**Task prompt**
Both the line below containing "equally good runs" and the line containing "the lower index", along with every line between them, should be repeated exactly; no other line belongs in the answer.
*** Entries shown ***
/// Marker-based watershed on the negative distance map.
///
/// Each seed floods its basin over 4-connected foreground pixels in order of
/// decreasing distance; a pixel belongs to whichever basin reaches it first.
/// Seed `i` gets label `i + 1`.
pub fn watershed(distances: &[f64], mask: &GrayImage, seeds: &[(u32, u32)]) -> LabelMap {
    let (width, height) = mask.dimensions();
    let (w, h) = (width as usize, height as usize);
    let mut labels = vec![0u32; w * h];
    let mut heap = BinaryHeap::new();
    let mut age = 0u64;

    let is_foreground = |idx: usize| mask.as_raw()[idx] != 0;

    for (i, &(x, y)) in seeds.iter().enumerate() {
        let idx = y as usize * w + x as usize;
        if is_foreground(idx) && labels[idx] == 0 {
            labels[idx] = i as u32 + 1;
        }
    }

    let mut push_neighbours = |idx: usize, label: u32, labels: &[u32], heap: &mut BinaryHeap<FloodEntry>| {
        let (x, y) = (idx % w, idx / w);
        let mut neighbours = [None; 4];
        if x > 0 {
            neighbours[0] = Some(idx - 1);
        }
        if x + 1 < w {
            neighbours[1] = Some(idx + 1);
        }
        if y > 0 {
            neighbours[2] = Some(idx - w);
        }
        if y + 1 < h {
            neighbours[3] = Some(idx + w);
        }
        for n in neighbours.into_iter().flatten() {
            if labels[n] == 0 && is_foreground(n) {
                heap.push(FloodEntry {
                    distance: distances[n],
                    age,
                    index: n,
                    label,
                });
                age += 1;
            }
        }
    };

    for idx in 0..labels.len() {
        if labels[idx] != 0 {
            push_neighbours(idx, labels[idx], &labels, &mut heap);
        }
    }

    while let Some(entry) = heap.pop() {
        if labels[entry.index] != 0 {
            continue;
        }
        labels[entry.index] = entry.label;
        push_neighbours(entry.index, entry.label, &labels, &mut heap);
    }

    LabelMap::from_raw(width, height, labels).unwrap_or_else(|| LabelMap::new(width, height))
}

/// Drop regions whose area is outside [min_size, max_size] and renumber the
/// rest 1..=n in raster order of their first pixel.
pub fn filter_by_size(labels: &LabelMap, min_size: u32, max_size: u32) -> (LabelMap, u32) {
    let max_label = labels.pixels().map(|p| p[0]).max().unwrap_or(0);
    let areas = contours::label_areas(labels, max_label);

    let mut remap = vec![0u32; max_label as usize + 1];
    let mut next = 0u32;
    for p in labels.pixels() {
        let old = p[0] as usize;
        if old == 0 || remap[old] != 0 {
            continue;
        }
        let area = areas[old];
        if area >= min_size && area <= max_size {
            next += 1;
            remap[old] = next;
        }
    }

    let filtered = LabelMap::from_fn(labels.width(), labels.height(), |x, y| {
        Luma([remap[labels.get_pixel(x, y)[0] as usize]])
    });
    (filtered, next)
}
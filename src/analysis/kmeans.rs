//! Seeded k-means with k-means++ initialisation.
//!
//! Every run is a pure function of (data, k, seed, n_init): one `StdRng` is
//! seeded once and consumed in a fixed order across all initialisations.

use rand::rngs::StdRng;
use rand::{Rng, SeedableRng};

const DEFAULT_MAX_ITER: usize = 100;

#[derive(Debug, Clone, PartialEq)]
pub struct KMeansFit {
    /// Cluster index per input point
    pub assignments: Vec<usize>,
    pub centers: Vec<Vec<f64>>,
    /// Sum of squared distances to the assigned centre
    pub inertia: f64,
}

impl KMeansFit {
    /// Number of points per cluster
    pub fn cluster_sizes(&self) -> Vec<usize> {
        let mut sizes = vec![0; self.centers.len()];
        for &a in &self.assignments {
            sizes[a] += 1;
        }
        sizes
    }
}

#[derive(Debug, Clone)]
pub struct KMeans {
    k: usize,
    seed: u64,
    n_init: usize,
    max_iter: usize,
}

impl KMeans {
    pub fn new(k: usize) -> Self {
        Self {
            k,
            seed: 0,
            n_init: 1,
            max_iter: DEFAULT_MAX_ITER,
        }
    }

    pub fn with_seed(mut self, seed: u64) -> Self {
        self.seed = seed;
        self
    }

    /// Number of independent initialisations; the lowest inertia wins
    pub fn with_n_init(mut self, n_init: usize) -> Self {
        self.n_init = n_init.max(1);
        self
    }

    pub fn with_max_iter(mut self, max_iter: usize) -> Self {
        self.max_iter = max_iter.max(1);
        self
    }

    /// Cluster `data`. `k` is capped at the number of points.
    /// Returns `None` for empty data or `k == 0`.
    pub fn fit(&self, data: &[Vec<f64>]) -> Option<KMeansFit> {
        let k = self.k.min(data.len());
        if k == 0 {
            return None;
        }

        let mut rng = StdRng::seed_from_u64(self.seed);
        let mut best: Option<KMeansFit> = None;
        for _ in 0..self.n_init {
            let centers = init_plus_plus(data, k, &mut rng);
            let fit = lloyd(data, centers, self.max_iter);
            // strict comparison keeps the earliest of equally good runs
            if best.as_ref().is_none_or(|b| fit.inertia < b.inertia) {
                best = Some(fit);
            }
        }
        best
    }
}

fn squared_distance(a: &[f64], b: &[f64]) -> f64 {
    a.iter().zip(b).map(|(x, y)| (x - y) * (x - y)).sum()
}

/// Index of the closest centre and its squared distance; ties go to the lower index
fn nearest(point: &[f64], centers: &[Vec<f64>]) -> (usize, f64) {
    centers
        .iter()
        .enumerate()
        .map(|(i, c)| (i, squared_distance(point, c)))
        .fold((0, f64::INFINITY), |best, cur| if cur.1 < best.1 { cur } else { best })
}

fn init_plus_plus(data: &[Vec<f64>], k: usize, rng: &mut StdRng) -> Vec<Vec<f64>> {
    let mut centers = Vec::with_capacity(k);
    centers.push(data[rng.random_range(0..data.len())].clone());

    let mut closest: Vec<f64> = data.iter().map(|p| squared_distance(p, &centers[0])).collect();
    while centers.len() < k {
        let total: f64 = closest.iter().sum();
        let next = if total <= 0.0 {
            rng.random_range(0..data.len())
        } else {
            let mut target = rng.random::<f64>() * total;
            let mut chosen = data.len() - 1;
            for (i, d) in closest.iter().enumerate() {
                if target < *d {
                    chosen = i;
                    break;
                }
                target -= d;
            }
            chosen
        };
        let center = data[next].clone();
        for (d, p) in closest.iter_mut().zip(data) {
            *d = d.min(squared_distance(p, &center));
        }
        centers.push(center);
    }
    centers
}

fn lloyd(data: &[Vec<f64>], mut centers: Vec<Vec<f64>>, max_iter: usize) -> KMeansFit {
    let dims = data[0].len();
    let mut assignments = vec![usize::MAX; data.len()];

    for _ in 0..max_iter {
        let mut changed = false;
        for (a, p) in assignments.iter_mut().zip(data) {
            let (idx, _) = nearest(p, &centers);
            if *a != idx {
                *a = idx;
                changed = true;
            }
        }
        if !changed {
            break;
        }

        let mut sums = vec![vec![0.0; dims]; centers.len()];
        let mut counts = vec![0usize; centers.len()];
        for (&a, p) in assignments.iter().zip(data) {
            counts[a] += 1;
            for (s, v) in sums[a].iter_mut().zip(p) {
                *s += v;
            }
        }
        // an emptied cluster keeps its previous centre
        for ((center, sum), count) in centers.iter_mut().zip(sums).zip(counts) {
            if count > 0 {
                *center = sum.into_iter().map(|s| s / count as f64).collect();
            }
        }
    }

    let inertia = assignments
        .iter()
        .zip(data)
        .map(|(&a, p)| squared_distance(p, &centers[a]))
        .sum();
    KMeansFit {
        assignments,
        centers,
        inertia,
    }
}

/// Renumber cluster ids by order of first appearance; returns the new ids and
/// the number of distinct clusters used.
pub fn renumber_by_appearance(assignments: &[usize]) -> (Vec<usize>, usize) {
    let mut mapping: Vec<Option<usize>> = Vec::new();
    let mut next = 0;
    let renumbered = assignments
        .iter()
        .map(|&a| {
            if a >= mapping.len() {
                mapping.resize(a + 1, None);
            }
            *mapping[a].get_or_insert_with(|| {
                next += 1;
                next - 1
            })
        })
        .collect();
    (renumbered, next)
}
***
*** Entries shown ***
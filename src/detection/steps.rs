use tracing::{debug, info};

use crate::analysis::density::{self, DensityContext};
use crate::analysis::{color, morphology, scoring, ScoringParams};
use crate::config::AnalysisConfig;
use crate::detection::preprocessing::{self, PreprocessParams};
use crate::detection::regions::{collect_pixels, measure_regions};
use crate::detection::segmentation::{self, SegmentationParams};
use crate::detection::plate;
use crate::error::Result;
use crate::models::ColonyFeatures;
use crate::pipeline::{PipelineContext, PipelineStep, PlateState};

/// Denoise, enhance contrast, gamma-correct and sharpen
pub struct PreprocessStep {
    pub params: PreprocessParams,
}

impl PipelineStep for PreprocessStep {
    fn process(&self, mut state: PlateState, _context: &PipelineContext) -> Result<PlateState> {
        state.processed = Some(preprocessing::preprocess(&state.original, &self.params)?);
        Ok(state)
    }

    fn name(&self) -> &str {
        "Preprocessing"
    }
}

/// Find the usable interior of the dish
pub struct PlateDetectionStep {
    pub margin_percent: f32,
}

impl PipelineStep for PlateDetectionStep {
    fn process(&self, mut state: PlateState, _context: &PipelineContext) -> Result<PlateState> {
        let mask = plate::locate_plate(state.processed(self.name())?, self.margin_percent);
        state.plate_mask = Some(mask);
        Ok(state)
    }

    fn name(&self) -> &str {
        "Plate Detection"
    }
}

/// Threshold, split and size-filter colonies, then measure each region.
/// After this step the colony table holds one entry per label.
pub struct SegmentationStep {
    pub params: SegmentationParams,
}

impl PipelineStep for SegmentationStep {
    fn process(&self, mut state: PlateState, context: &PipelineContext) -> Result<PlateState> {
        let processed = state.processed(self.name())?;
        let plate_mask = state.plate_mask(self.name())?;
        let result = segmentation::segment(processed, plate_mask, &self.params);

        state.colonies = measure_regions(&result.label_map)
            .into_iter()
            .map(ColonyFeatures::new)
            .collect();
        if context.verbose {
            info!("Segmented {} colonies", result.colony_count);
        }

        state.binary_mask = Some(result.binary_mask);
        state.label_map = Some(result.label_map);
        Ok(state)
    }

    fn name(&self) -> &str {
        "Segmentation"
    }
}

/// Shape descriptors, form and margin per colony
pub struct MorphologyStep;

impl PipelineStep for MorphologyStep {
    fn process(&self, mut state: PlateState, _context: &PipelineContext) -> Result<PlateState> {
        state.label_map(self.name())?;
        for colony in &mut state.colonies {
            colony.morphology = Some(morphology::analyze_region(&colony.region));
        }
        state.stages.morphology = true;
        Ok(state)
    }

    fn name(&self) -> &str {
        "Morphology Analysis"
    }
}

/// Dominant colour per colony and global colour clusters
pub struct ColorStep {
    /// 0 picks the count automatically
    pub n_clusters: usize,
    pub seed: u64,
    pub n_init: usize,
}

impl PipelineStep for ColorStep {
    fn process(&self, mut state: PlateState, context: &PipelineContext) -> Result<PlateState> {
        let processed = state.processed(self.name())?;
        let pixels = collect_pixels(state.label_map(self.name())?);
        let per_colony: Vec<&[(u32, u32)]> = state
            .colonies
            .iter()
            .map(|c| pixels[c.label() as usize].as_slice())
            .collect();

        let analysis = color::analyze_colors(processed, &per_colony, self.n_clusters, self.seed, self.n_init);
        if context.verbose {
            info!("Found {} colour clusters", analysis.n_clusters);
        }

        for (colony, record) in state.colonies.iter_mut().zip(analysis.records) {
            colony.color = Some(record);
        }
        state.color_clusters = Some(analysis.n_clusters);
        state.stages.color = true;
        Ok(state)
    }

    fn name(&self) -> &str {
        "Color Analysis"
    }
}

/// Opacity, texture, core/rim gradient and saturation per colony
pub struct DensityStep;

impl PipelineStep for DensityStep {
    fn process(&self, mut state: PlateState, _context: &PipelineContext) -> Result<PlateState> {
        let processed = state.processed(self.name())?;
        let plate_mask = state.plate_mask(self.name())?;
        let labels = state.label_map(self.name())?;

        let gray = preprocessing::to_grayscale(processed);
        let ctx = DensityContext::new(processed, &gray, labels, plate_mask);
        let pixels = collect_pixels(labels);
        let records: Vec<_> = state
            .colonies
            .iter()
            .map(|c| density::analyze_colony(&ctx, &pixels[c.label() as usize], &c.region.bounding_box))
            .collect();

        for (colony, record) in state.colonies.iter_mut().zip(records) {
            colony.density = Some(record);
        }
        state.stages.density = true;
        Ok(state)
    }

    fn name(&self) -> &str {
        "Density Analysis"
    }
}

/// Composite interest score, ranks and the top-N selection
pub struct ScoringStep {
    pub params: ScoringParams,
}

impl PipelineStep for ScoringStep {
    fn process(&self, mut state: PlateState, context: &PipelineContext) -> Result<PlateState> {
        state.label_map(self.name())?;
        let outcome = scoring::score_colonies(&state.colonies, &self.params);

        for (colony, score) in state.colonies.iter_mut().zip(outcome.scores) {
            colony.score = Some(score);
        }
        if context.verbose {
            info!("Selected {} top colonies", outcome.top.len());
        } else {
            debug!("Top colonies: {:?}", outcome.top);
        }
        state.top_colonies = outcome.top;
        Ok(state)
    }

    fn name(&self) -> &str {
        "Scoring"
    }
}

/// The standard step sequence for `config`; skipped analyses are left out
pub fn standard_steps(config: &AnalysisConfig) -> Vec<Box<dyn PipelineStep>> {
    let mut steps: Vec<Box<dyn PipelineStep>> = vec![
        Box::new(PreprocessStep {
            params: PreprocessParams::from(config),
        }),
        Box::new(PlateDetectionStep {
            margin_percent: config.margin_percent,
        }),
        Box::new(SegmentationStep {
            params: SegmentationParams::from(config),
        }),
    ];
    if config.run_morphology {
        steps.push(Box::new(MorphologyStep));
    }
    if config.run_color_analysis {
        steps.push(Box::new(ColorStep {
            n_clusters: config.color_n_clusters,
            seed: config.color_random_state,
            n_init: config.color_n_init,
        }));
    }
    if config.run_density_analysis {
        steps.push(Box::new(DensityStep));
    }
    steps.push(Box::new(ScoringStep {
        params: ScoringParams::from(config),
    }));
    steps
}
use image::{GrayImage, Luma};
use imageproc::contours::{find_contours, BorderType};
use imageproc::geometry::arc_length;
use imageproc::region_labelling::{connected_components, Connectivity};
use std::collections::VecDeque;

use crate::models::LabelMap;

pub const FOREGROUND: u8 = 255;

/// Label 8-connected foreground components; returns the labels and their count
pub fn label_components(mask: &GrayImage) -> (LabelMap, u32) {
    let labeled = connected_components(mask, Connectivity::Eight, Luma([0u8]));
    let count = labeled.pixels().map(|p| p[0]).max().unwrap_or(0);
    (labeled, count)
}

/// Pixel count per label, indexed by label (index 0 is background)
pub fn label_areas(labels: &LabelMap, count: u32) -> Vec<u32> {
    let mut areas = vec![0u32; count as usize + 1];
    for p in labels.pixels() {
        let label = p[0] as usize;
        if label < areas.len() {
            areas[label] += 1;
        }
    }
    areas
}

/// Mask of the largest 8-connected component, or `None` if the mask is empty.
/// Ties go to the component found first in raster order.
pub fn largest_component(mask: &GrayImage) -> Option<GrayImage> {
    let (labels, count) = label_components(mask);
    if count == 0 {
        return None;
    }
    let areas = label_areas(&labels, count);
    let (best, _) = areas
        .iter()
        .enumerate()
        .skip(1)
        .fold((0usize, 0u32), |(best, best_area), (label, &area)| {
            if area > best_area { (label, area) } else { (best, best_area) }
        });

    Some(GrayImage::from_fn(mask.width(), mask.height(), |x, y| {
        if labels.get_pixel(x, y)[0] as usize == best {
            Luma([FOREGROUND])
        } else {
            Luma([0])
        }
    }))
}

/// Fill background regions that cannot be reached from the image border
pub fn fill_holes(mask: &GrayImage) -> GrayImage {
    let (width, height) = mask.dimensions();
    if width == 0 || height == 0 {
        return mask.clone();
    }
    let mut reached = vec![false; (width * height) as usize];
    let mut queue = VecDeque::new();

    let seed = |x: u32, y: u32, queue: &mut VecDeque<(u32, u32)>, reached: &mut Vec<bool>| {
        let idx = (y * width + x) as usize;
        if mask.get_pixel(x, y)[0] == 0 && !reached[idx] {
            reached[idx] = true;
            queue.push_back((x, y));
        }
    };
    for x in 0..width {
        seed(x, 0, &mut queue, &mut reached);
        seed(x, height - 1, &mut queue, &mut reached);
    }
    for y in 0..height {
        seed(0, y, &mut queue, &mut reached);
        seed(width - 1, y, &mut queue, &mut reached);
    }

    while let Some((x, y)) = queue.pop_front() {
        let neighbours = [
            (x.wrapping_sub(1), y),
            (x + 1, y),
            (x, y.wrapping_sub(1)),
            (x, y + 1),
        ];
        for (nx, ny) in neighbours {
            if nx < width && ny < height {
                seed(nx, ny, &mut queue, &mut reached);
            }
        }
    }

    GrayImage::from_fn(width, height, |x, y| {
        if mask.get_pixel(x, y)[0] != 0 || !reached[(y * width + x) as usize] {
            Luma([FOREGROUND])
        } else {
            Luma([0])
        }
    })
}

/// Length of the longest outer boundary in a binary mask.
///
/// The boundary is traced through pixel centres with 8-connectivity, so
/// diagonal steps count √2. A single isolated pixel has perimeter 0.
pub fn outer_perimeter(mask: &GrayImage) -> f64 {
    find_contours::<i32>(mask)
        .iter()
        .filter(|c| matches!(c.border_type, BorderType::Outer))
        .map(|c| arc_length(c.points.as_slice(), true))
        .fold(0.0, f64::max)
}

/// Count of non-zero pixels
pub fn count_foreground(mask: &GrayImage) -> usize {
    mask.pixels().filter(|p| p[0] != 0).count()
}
***
**Reply to the task**
            // strict comparison keeps the earliest of equally good runs
            if best.as_ref().is_none_or(|b| fit.inertia < b.inertia) {
                best = Some(fit);
            }
        }
        best
    }
}

fn squared_distance(a: &[f64], b: &[f64]) -> f64 {
    a.iter().zip(b).map(|(x, y)| (x - y) * (x - y)).sum()
}

/// Index of the closest centre and its squared distance; ties go to the lower index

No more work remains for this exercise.